# Your task:
Find the lines in the entries that follow where the word "TorrentCorrelator" occurs, and state how many there are, with no other words.

Stored data:
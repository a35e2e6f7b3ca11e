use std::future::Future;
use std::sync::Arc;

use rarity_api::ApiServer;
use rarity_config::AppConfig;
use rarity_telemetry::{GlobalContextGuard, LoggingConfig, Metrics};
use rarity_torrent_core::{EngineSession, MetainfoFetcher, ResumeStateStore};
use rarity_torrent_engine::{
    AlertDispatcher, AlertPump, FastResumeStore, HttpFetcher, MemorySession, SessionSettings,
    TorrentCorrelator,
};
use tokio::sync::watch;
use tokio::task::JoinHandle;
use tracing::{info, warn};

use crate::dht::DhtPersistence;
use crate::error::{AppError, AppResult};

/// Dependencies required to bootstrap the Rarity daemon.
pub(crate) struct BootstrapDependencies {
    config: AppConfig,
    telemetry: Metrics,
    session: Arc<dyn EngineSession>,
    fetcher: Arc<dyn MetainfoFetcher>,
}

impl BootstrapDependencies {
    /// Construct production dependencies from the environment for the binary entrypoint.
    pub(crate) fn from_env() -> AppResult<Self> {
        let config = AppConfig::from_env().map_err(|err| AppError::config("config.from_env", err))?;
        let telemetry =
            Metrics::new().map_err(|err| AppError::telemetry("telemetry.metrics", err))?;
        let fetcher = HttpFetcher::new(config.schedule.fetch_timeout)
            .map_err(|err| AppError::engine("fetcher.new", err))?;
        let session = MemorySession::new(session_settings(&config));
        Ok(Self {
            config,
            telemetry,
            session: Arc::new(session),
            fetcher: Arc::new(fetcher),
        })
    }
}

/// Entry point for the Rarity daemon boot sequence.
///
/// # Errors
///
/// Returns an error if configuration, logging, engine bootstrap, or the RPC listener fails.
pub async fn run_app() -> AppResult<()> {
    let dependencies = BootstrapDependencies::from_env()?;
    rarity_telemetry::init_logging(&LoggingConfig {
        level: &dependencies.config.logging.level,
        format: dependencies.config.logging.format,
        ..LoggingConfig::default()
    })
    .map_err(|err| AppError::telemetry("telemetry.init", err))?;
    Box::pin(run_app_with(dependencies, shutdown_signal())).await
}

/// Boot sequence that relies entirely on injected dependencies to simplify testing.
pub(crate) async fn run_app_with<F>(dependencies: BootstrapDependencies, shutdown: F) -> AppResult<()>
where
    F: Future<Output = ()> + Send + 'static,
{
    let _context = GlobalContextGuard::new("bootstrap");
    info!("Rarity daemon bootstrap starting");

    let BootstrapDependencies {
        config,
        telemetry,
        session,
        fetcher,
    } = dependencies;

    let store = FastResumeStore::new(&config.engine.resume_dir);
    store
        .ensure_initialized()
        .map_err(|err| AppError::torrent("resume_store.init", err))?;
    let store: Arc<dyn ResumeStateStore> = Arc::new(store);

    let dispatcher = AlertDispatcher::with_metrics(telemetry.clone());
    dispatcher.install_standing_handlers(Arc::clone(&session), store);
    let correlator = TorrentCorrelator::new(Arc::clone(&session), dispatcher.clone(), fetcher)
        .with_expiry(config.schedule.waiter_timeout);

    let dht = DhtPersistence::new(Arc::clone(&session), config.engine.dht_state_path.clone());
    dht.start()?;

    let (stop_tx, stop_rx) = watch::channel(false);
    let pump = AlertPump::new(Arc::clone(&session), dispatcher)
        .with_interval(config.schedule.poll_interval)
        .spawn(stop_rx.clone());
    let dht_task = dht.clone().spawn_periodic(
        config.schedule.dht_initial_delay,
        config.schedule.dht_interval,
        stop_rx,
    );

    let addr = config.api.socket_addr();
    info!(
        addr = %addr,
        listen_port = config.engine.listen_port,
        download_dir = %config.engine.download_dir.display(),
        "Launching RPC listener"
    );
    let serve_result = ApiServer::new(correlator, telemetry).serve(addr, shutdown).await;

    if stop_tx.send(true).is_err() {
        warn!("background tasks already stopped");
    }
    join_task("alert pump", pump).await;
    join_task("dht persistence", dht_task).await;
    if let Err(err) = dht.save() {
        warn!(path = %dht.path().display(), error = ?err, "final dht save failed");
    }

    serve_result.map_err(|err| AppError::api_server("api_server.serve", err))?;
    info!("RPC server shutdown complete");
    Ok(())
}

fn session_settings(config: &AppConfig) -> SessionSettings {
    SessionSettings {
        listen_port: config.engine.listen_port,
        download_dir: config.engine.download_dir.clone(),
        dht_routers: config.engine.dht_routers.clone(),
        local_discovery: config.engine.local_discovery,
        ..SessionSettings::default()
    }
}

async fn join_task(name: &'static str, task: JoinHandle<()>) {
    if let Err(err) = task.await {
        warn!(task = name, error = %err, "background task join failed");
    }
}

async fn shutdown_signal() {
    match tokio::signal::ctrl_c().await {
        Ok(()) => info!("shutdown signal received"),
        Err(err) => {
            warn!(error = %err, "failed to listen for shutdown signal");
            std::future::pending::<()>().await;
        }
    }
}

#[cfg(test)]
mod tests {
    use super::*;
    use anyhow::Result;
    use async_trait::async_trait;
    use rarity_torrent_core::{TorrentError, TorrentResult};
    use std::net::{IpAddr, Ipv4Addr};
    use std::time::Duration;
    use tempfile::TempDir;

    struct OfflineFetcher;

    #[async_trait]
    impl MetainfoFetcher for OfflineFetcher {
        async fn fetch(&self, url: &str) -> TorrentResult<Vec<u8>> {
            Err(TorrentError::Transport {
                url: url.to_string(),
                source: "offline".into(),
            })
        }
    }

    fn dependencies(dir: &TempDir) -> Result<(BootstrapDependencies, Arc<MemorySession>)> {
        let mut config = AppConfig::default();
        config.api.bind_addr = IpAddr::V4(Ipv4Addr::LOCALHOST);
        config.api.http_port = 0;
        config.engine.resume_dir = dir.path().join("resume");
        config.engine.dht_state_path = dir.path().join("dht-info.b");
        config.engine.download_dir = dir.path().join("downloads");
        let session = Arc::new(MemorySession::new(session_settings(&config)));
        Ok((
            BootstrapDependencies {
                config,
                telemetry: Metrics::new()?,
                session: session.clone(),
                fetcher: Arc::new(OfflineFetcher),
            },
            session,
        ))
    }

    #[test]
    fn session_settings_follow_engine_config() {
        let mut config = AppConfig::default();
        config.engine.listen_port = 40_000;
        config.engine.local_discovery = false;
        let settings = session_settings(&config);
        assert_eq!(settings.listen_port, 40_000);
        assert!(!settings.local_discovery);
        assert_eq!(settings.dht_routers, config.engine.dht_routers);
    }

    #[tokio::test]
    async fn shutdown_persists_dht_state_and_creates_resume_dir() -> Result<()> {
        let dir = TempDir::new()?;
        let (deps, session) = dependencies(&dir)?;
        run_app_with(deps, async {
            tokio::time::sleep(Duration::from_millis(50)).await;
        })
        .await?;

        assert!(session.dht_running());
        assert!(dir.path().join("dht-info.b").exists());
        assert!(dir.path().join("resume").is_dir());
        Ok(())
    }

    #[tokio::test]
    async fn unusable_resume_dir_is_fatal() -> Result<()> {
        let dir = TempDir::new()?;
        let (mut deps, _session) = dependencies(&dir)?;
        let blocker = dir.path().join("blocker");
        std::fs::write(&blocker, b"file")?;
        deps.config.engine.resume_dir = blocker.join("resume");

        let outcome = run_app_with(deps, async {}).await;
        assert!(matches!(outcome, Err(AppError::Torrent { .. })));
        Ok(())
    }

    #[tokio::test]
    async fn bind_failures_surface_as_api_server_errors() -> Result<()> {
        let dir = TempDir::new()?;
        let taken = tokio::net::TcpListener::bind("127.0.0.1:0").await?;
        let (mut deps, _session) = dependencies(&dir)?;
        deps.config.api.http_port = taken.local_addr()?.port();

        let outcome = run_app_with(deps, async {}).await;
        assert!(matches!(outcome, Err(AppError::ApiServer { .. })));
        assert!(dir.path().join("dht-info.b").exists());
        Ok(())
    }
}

# Result:
2